OVERRATED
Jack Dempsey
NO ATHLETE EVER had so much going for him as Jack Dempsey did. First of all, he was one tough cookie, and a fine fighter. He was handsome and had a terrific nickname, the Manassa Mauler. He had one savvy manager, Doc Kearns, and for a promoter, maybe the best ever: Tex Rickard. Dempsey also came along at exactly the right moment—the start of the Roaring '20s—so he was included on the A-list of the era's golden gods: Ruth, Grange, Tilden, Jones and Man 0' War. But those gods all had far better records. After Dempsey won the heavyweight title on July 4, 1919, he carefully picked his opponents.

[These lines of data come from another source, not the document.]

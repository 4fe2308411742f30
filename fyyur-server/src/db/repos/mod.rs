//! Repository implementations for database access
//!
//! Each repository follows these patterns:
//! - Reads classify shows against a caller-supplied `now`
//! - Mutations open one transaction, validate references inside it, and
//!   only then write; dropping the transaction on an early return rolls
//!   it back

pub mod artists;
pub mod genres;
pub mod shows;
pub mod venues;

pub use artists::{Artist, ArtistDetail, ArtistMatch, ArtistRepo, ArtistSummary, VenueAppearance};
pub use genres::{Genre, GenreRepo};
pub use shows::{Show, ShowListing, ShowRepo};
pub use venues::{ArtistAppearance, Venue, VenueArea, VenueChoice, VenueDetail, VenueRepo, VenueSummary};

use serde::Serialize;

use crate::models::ValidationError;

/// Database error type
#[derive(Debug, thiserror::Error)]
pub enum DbError {
    #[error("database error: {0}")]
    Sqlx(#[from] sqlx::Error),

    #[error("not found: {resource} '{id}'")]
    NotFound { resource: &'static str, id: String },

    #[error("validation failed: {0}")]
    Validation(#[from] ValidationError),

    #[error("conflict: {resource} '{id}' {reason}")]
    Conflict {
        resource: &'static str,
        id: String,
        reason: String,
    },

    #[error("integrity violation: show {show_id} references missing {resource} {id}")]
    Integrity {
        show_id: i64,
        resource: &'static str,
        id: i64,
    },
}

impl DbError {
    pub(crate) fn not_found(resource: &'static str, id: i64) -> Self {
        Self::NotFound {
            resource,
            id: id.to_string(),
        }
    }
}

/// Name search results
#[derive(Debug, Clone, Serialize)]
pub struct SearchResults<T> {
    pub count: usize,
    pub data: Vec<T>,
}

impl<T> From<Vec<T>> for SearchResults<T> {
    fn from(data: Vec<T>) -> Self {
        Self {
            count: data.len(),
            data,
        }
    }
}
//! Show form validation and past/upcoming classification
//!
//! Start times are kept in UTC at whole-second precision. Stored values and
//! the `now` they are compared against share that precision, so the text
//! comparison done by the store orders them correctly.

use chrono::{DateTime, NaiveDateTime, SubsecRound, Utc};
use serde::Serialize;

use super::ValidationError;

/// Naive formats accepted for `start_time`, interpreted as UTC.
const NAIVE_FORMATS: &[&str] = &[
    "%Y-%m-%d %H:%M:%S",
    "%Y-%m-%d %H:%M",
    "%Y-%m-%dT%H:%M:%S",
    "%Y-%m-%dT%H:%M",
];

/// Raw show submission.
#[derive(Debug, Clone, Default)]
pub struct ShowDraft {
    pub artist_id: String,
    pub venue_id: String,
    pub start_time: String,
}

/// Show with parsed references and start time. The ids are not yet known
/// to exist; the store checks them.
#[derive(Debug, Clone, PartialEq, Eq)]
pub struct NewShow {
    pub artist_id: i64,
    pub venue_id: i64,
    pub start_time: DateTime<Utc>,
}

impl ShowDraft {
    pub fn validate(self) -> Result<NewShow, ValidationError> {
        Ok(NewShow {
            artist_id: parse_id("artist_id", &self.artist_id)?,
            venue_id: parse_id("venue_id", &self.venue_id)?,
            start_time: parse_start_time(&self.start_time)?,
        })
    }
}

/// Whether a show has already started relative to some instant.
#[derive(Debug, Clone, Copy, PartialEq, Eq, Serialize)]
#[serde(rename_all = "lowercase")]
pub enum ShowTiming {
    Past,
    Upcoming,
}

impl ShowTiming {
    /// A show starting exactly at `now` is upcoming.
    pub fn classify(start_time: DateTime<Utc>, now: DateTime<Utc>) -> Self {
        if start_time < now {
            Self::Past
        } else {
            Self::Upcoming
        }
    }
}

/// Current time at the precision start times are stored with.
pub fn now() -> DateTime<Utc> {
    Utc::now().trunc_subsecs(0)
}

/// Parse a positive record id.
pub fn parse_id(field: &'static str, s: &str) -> Result<i64, ValidationError> {
    let trimmed = s.trim();

    if trimmed.is_empty() {
        return Err(ValidationError::Empty { field });
    }

    match trimmed.parse::<i64>() {
        Ok(id) if id > 0 => Ok(id),
        _ => Err(ValidationError::InvalidFormat {
            field,
            reason: "must be a positive integer id",
        }),
    }
}

/// Parse a submitted start time.
///
/// Accepts RFC 3339 (any offset, converted to UTC) or a naive
/// `YYYY-MM-DD HH:MM[:SS]` with either a space or `T` separator.
pub fn parse_start_time(s: &str) -> Result<DateTime<Utc>, ValidationError> {
    let trimmed = s.trim();

    if trimmed.is_empty() {
        return Err(ValidationError::Empty { field: "start_time" });
    }

    if let Ok(dt) = DateTime::parse_from_rfc3339(trimmed) {
        return Ok(dt.with_timezone(&Utc).trunc_subsecs(0));
    }

    NAIVE_FORMATS
        .iter()
        .find_map(|fmt| NaiveDateTime::parse_from_str(trimmed, fmt).ok())
        .map(|naive| naive.and_utc().trunc_subsecs(0))
        .ok_or(ValidationError::InvalidFormat {
            field: "start_time",
            reason: "expected YYYY-MM-DD HH:MM:SS or an RFC 3339 timestamp",
        })
}

#[cfg(test)]
mod tests {
    use super::*;
    use chrono::{Duration, TimeZone};

    #[test]
    fn parses_naive_formats_as_utc() {
        let expected = Utc.with_ymd_and_hms(2035, 4, 1, 20, 0, 0).unwrap();
        assert_eq!(parse_start_time("2035-04-01 20:00:00").unwrap(), expected);
        assert_eq!(parse_start_time("2035-04-01 20:00").unwrap(), expected);
        assert_eq!(parse_start_time("2035-04-01T20:00").unwrap(), expected);
    }

    #[test]
    fn rfc3339_is_converted_to_utc() {
        let parsed = parse_start_time("2035-04-01T22:00:00.750+02:00").unwrap();
        assert_eq!(parsed, Utc.with_ymd_and_hms(2035, 4, 1, 20, 0, 0).unwrap());
    }

    #[test]
    fn rejects_garbage_time() {
        let err = parse_start_time("next tuesday").unwrap_err();
        assert!(matches!(err, ValidationError::InvalidFormat { field: "start_time", .. }));
        assert_eq!(
            parse_start_time("").unwrap_err(),
            ValidationError::Empty { field: "start_time" }
        );
    }

    #[test]
    fn ids_must_be_positive_integers() {
        assert_eq!(parse_id("venue_id", " 7 ").unwrap(), 7);
        assert!(parse_id("venue_id", "0").is_err());
        assert!(parse_id("venue_id", "-3").is_err());
        assert!(parse_id("venue_id", "abc").is_err());
    }

    #[test]
    fn draft_reports_first_bad_field() {
        let draft = ShowDraft {
            artist_id: "1".into(),
            venue_id: "x".into(),
            start_time: "2035-04-01 20:00:00".into(),
        };
        assert_eq!(draft.validate().unwrap_err().field(), "venue_id");
    }

    #[test]
    fn boundary_counts_as_upcoming() {
        let now = now();
        assert_eq!(ShowTiming::classify(now, now), ShowTiming::Upcoming);
        assert_eq!(
            ShowTiming::classify(now - Duration::seconds(1), now),
            ShowTiming::Past
        );
        assert_eq!(
            ShowTiming::classify(now + Duration::days(3), now),
            ShowTiming::Upcoming
        );
    }
}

For Tommy Gibbons, he had his own ref and the whole purse. For Georges Carpentier, he had a 17-pound edge. For Luis Firpo, he was saved by the ringside press, who helped him back into the ring after Firpo batted him out. Then Dempsey took off three years before losing decisively to Gene Tunney. All the while, he avoided the true top contender, Harry Wills, the Black Panther. Dempsey was a popular champ, but to rank him in the company of Johnson, Louis, Marciano and Ali is nonsense.
UNDERRATED
Sadaharu Oh
The two peoples who have been most prejudiced against Sadaharu Oh are the Japanese and the Americans. Although born in Japan, Oh had a Chinese father and thus was never fully accepted in his homeland, where racial purity is so highly prized. On his own team, the Yomiuri Giants, a full-blooded Japanese teammate, Shigeo Nagashima, was always more popular—while Oh hit 868 home runs, won two Triple Crowns, was a lifetime .301 hitter and a top-fielding first baseman. In chauvinistic America, of course, his accomplishments were always written off as bush league. Yogi Berra crudely summed up the consensus after Henry Aaron edged out Oh 10-9 in a home run contest: " Aaron could be that Nip in the dark at LaGuardia." However, now that Ichiro Suzuki has shown that the best Japanese players can play with the best here, it is impossible any longer to dismiss 868 home runs—roughly one for every II at bats—as just a Ginza lounge act. Would Oh-san have hit 868 in the U.S.? No. But 500? Almost certainly. Maybe a lot more.